Theophile, the abbot of Perigon, was much exercised over this evil that had chosen to manifest itself in the neighborhood and whose depredations were all committed within a few hours’ journey of the abbey. Pale from overstrict austerities and vigils, he called the monks before him in assembly; and a martial ardor against the minions of Asmodai blazed in his hollowed eyes as he spoke.

“Truly,” he said, “there is a great devil among us that has risen with the comet from Malebolge. We, the Brothers of Perigon, must go forth with cross and holy water to hunt the devil in its hidden lair, which lies haply at our very portals.”

So, on the forenoon of that same day, Theophile, together with Gerome and six others chosen for their hardihood, sallied forth and made search of the forest for miles around. They entered with torches and lifted crosses the deep caves to which they came, but found no fiercer thing than wolf or badger. Also, they searched the crumbling vaults of the deserted castle of Faussesflammes, which was said to be haunted by vampires. But nowhere could they trace the monster or find any sign of its lairing.
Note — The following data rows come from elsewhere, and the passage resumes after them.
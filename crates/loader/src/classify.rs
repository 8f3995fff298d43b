//! Runs a provider and maps its outcome onto [`LoadError`].

use std::panic::{self, AssertUnwindSafe};

use tracing::{debug, warn};

use fontreq_core::typeface::result_code;
use fontreq_core::{
    FamilyStatus, FontFamilyResult, FontProvider, FontRequest, FontStyle, LoadError, ProviderError,
};

use crate::loader::LoadResult;

/// Resolve `request` through `provider`. Never panics: a panicking provider
/// is reported as [`LoadError::LoadFailed`].
pub fn resolve(provider: &dyn FontProvider, request: &FontRequest, style: FontStyle) -> LoadResult {
    match panic::catch_unwind(AssertUnwindSafe(|| resolve_inner(provider, request, style))) {
        Ok(result) => result,
        Err(_) => {
            warn!(query = %request.query, "font provider panicked");
            Err(LoadError::LoadFailed)
        }
    }
}

fn resolve_inner(provider: &dyn FontProvider, request: &FontRequest, style: FontStyle) -> LoadResult {
    let family = provider.fetch_fonts(request).map_err(classify_provider_error)?;
    check_family(&family)?;

    provider
        .create_typeface(request, &family.fonts, style)
        .ok_or_else(|| {
            debug!(query = %request.query, "provider returned fonts that could not be materialized");
            LoadError::LoadFailed
        })
}

fn classify_provider_error(e: ProviderError) -> LoadError {
    match e {
        ProviderError::NotFound(name) => {
            debug!(provider = %name, "font provider not found");
            LoadError::ProviderUnavailable
        }
        other => {
            debug!(error = %other, "font provider failed");
            LoadError::LoadFailed
        }
    }
}

/// Validate a provider response before any typeface is built.
pub fn check_family(family: &FontFamilyResult) -> Result<(), LoadError> {
    match family.status {
        FamilyStatus::Ok => {}
        FamilyStatus::WrongCertificates => return Err(LoadError::CertificateMismatch),
        FamilyStatus::UnexpectedDataProvided | FamilyStatus::Other(_) => {
            return Err(LoadError::LoadFailed)
        }
    }

    if family.fonts.is_empty() {
        return Err(LoadError::ResourceNotFound);
    }

    // Every entry must be usable; the first failure decides.
    match family.fonts.iter().find(|font| !font.is_ok()) {
        None => Ok(()),
        Some(font) => Err(classify_result_code(font.result_code)),
    }
}

/// Map a per-font result code. Negative codes are reserved for internal
/// provider errors.
pub fn classify_result_code(code: i32) -> LoadError {
    match code {
        result_code::FONT_NOT_FOUND => LoadError::ResourceNotFound,
        result_code::FONT_UNAVAILABLE => LoadError::FontUnavailable,
        result_code::MALFORMED_QUERY => LoadError::MalformedQuery,
        _ => LoadError::LoadFailed,
    }
}

#[cfg(test)]
mod tests {
    use bytes::Bytes;
    use fontreq_core::{FontInfo, Typeface};

    use super::*;

    struct Canned {
        family: fn() -> Result<FontFamilyResult, ProviderError>,
        builds: bool,
    }

    impl FontProvider for Canned {
        fn fetch_fonts(&self, _request: &FontRequest) -> Result<FontFamilyResult, ProviderError> {
            (self.family)()
        }

        fn create_typeface(&self, request: &FontRequest, fonts: &[FontInfo], style: FontStyle) -> Option<Typeface> {
            self.builds
                .then(|| Typeface::new(request.query.clone(), style, fonts.to_vec(), Bytes::new()))
        }
    }

    fn run(family: fn() -> Result<FontFamilyResult, ProviderError>, builds: bool) -> LoadResult {
        let request = FontRequest::new("auth", "pkg", "Roboto");
        resolve(&Canned { family, builds }, &request, FontStyle::Bold)
    }

    fn one_font(code: i32) -> Result<FontFamilyResult, ProviderError> {
        Ok(FontFamilyResult::ok(vec![FontInfo::new("a.ttf").with_result_code(code)]))
    }

    #[test]
    fn success_builds_typeface() {
        let typeface = run(|| one_font(0), true).unwrap();
        assert_eq!(typeface.family(), "Roboto");
        assert_eq!(typeface.style(), FontStyle::Bold);
        assert_eq!(typeface.sources().len(), 1);
    }

    #[test]
    fn missing_provider_is_unavailable() {
        let err = run(|| Err(ProviderError::NotFound("pkg".into())), true).unwrap_err();
        assert_eq!(err, LoadError::ProviderUnavailable);
    }

    #[test]
    fn other_provider_errors_are_load_failures() {
        let err = run(|| Err(ProviderError::Other("ipc".into())), true).unwrap_err();
        assert_eq!(err, LoadError::LoadFailed);
    }

    #[test]
    fn family_status_mapping() {
        assert_eq!(
            run(|| Ok(FontFamilyResult::failed(FamilyStatus::WrongCertificates)), true).unwrap_err(),
            LoadError::CertificateMismatch
        );
        assert_eq!(
            run(|| Ok(FontFamilyResult::failed(FamilyStatus::UnexpectedDataProvided)), true).unwrap_err(),
            LoadError::LoadFailed
        );
        assert_eq!(
            run(|| Ok(FontFamilyResult::failed(FamilyStatus::Other(99))), true).unwrap_err(),
            LoadError::LoadFailed
        );
    }

    #[test]
    fn empty_font_list_is_not_found() {
        let err = run(|| Ok(FontFamilyResult::ok(vec![])), true).unwrap_err();
        assert_eq!(err, LoadError::ResourceNotFound);
    }

    #[test]
    fn per_font_result_codes() {
        assert_eq!(run(|| one_font(1), true).unwrap_err(), LoadError::ResourceNotFound);
        assert_eq!(run(|| one_font(2), true).unwrap_err(), LoadError::FontUnavailable);
        assert_eq!(run(|| one_font(3), true).unwrap_err(), LoadError::MalformedQuery);
        assert_eq!(run(|| one_font(-7), true).unwrap_err(), LoadError::LoadFailed);
        assert_eq!(run(|| one_font(42), true).unwrap_err(), LoadError::LoadFailed);
    }

    #[test]
    fn first_failing_font_decides() {
        let err = run(
            || {
                Ok(FontFamilyResult::ok(vec![
                    FontInfo::new("ok.ttf"),
                    FontInfo::new("gone.ttf").with_result_code(2),
                    FontInfo::new("bad.ttf").with_result_code(-1),
                ]))
            },
            true,
        )
        .unwrap_err();
        assert_eq!(err, LoadError::FontUnavailable);
    }

    #[test]
    fn unmaterializable_fonts_fail_to_load() {
        assert_eq!(run(|| one_font(0), false).unwrap_err(), LoadError::LoadFailed);
    }

    #[test]
    fn panicking_provider_is_contained() {
        let err = run(|| panic!("provider bug"), true).unwrap_err();
        assert_eq!(err, LoadError::LoadFailed);
    }
}
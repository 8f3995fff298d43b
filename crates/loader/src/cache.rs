use std::num::NonZeroUsize;

use lru::LruCache;
use tracing::debug;

use fontreq_core::{RequestKey, Typeface};

/// Snapshot of cache counters.
#[derive(Debug, Clone, Copy, PartialEq, Eq, Default)]
pub struct CacheStats {
    pub hits: u64,
    pub misses: u64,
    pub len: usize,
    pub capacity: usize,
}

impl CacheStats {
    pub fn hit_rate(&self) -> f64 {
        let total = self.hits + self.misses;
        if total == 0 {
            0.0
        } else {
            self.hits as f64 / total as f64
        }
    }
}

/// Fixed-capacity LRU cache of resolved typefaces.
///
/// Not synchronized on its own: the loader keeps it behind the same lock as
/// the pending registry so hit/miss decisions and in-flight bookkeeping are
/// consistent.
pub struct ResultCache {
    cache: LruCache<RequestKey, Typeface>,
    hits: u64,
    misses: u64,
}

impl ResultCache {
    pub fn new(capacity: usize) -> Self {
        Self {
            cache: LruCache::new(NonZeroUsize::new(capacity).unwrap_or(NonZeroUsize::MIN)),
            hits: 0,
            misses: 0,
        }
    }

    /// Look up a typeface, refreshing its recency on hit.
    pub fn get(&mut self, key: &RequestKey) -> Option<Typeface> {
        match self.cache.get(key) {
            Some(typeface) => {
                self.hits += 1;
                Some(typeface.clone())
            }
            None => {
                self.misses += 1;
                None
            }
        }
    }

    /// Store a typeface, evicting the least recently used entry when full.
    pub fn put(&mut self, key: RequestKey, typeface: Typeface) {
        if let Some((evicted, _)) = self.cache.push(key.clone(), typeface) {
            if evicted != key {
                debug!(key = %evicted, "evicted cached typeface");
            }
        }
    }

    /// Membership test that leaves recency and counters untouched.
    pub fn contains(&self, key: &RequestKey) -> bool {
        self.cache.contains(key)
    }

    pub fn clear(&mut self) {
        self.cache.clear();
    }

    pub fn len(&self) -> usize {
        self.cache.len()
    }

    pub fn is_empty(&self) -> bool {
        self.cache.is_empty()
    }

    pub fn capacity(&self) -> usize {
        self.cache.cap().get()
    }

    pub fn stats(&self) -> CacheStats {
        CacheStats {
            hits: self.hits,
            misses: self.misses,
            len: self.cache.len(),
            capacity: self.capacity(),
        }
    }
}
With nightly deeds of terror, beneath the comet’s blasting, the middle summer went by. Men, women, children, to the number of more than forty, were done to death by the Beast, which, though seeming to haunt mainly the environs of the abbey, ranged afield at times even to the shores of the river Isoile and the gates of La Frenвie and Ximes. There were those who beheld it by night, a black and slithering foulness clad in changeable luminescence; but no man saw it by day. And always the thing was silent, uttering no sound: and was swifter in its motion than the weaving viper.

Once, it was seen by moonlight in the abbey garden, as it glided toward the forest between rows of peas and turnips. Then, coming in darkness, it struck within the walls. Without waking the others, on whom it must have cast a Lethean spell, it took Brother Gerome, slumbering on his pallet at the end of the row, in the dormitory. And the fell deed was not discovered till daybreak, when the monk who slept nearest to Gerome awakened and saw his body, which lay face downward with the back of the robe and the flesh beneath in bloody tatters.

A week later, it came and dealt likewise with Brother Augustin. And in spite of exorcisms and the sprinkling of holy water at all doors and windows, it was seen afterward gliding along the monastery halls; and it left an unspeakably blasphemous sign of its presence in the chapel. Many believed that it menaced the abbot himself; for Brother Constantin the cellarer, returning late from a visit to Vyones, saw it by starlight as it climbed the outer wall toward that window of Theophile’s cell which faced the great forest. And seeing Constantin, the thing dropped to the ground like a huge ape and vanished among the trees.